**Problem requirements:** Filter the entries, keeping every line with the string "failed".

**Exercise data:**
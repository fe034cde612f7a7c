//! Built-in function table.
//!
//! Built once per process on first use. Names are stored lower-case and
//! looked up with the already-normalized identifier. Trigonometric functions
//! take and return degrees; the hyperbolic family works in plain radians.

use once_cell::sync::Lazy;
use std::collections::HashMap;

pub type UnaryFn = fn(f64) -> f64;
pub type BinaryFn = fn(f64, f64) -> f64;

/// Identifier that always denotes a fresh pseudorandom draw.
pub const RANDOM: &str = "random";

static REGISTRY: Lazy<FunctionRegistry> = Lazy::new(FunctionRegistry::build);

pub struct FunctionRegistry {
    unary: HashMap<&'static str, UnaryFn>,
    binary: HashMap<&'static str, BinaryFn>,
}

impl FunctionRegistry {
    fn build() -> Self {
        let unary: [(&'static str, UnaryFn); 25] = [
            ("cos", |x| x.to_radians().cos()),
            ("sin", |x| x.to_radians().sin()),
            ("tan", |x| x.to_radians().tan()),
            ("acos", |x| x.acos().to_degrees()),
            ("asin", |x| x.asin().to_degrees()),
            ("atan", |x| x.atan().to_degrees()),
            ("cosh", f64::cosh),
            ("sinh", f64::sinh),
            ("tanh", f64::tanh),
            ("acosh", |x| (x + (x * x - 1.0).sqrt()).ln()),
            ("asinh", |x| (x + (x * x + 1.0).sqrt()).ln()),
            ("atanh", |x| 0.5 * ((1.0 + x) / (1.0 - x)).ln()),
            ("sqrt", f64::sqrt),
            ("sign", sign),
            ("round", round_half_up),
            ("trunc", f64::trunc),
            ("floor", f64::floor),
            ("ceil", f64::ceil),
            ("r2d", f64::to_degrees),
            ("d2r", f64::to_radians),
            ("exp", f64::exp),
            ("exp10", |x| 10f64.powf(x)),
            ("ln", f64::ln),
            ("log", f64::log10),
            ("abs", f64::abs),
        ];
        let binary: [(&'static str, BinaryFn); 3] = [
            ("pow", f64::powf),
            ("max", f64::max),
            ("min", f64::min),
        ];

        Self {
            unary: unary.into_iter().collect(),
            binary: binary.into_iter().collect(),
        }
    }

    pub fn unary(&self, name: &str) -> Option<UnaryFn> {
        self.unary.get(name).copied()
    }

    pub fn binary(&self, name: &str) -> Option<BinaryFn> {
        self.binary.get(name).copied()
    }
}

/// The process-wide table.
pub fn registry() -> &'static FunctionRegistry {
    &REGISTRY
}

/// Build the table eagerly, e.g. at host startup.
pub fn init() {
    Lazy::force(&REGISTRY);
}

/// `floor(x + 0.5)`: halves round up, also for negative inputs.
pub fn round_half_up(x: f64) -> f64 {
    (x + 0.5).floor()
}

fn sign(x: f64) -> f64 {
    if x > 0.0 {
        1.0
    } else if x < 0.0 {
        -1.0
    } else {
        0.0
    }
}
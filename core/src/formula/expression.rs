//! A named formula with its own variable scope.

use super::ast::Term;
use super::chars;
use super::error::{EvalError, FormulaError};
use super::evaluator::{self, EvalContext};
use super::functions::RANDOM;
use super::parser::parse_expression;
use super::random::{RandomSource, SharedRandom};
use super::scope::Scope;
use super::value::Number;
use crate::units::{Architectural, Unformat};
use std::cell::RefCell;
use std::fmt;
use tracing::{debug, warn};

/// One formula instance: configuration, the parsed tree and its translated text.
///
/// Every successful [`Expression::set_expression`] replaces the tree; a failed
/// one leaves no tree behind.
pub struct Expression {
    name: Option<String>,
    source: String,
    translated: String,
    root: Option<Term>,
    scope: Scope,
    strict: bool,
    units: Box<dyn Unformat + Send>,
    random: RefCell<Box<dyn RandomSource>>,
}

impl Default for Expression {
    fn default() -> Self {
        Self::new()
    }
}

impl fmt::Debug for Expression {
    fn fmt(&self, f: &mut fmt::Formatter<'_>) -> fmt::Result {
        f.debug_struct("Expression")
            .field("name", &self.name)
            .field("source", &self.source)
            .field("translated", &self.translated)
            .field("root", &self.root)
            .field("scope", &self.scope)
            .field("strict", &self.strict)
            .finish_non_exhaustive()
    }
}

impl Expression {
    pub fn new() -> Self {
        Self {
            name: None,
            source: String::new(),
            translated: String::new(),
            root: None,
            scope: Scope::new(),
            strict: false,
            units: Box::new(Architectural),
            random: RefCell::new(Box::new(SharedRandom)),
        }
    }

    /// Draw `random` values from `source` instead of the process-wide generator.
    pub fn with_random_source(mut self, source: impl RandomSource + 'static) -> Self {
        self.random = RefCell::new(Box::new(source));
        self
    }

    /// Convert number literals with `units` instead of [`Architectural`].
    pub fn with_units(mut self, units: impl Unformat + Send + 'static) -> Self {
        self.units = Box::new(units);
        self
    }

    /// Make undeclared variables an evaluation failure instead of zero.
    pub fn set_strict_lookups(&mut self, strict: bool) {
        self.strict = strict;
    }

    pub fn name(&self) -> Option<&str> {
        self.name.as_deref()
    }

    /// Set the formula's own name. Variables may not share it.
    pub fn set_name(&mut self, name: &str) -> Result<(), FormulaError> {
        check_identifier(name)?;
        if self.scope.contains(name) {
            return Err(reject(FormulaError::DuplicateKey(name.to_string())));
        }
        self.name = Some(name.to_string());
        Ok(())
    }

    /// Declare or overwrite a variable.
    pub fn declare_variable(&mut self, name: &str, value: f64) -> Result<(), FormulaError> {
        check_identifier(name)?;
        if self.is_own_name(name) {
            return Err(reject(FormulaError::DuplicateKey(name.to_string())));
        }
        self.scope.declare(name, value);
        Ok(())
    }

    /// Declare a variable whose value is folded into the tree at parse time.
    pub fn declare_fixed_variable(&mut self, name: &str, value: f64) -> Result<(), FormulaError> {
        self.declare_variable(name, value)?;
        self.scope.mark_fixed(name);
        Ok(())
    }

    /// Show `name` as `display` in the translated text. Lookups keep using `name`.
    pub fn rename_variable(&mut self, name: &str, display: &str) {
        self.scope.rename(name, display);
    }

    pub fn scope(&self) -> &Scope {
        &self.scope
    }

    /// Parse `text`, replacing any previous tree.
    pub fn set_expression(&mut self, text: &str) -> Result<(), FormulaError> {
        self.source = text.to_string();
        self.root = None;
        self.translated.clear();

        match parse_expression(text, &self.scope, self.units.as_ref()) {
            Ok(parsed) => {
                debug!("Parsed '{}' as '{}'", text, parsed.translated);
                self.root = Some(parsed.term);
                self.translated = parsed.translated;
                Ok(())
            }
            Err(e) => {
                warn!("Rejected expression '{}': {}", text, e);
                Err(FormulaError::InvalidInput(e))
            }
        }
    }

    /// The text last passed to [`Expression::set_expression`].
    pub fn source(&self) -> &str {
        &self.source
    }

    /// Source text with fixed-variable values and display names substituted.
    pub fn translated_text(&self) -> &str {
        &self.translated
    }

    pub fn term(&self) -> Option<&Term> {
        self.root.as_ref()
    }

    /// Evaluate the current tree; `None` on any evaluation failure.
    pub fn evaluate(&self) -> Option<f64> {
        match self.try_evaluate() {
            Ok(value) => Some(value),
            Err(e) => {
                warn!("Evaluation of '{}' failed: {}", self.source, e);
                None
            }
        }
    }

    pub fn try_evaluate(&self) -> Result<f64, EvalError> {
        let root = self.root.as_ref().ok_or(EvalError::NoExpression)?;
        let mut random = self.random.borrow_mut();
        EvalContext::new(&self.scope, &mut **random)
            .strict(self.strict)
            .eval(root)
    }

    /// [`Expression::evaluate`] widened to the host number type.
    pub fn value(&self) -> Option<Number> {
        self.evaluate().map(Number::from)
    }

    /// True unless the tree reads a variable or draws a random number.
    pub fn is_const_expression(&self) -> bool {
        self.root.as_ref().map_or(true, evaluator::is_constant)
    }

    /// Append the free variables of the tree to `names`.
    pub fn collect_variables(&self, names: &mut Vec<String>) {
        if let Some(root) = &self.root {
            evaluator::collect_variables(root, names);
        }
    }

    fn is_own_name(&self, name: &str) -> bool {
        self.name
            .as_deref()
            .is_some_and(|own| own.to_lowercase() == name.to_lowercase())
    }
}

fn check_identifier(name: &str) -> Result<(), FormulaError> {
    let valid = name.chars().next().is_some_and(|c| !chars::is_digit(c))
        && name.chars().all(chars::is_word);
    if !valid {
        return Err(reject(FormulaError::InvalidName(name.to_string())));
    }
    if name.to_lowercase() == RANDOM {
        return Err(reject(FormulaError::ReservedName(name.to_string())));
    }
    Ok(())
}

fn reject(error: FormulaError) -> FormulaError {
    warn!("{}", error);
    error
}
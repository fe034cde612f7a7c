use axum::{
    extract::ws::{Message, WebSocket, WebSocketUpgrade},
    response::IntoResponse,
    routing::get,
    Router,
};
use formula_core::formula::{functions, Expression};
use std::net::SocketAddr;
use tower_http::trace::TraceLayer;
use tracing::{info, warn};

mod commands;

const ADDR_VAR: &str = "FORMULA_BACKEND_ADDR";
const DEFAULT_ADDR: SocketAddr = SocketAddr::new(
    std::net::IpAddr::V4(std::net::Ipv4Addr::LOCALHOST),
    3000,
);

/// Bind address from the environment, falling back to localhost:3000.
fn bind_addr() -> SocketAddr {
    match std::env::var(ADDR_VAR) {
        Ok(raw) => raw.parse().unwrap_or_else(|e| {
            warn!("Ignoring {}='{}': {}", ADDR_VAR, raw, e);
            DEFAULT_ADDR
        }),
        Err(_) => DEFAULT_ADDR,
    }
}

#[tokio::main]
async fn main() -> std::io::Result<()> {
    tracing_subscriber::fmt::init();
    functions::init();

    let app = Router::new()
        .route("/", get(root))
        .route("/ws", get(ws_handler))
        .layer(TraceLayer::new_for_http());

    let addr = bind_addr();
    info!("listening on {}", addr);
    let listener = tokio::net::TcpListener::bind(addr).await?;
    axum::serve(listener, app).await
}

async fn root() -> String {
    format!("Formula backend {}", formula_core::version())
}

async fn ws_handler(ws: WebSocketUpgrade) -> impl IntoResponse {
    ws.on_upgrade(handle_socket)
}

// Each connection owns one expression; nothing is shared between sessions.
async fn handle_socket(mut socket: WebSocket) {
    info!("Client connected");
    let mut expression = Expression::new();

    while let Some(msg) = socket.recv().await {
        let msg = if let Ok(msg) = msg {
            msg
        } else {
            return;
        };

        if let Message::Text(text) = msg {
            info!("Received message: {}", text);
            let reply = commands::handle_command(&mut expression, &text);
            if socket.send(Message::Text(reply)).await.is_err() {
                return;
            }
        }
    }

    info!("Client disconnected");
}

**Task response:**
/// Every successful [`Expression::set_expression`] replaces the tree; a failed
                warn!("Evaluation of '{}' failed: {}", self.source, e);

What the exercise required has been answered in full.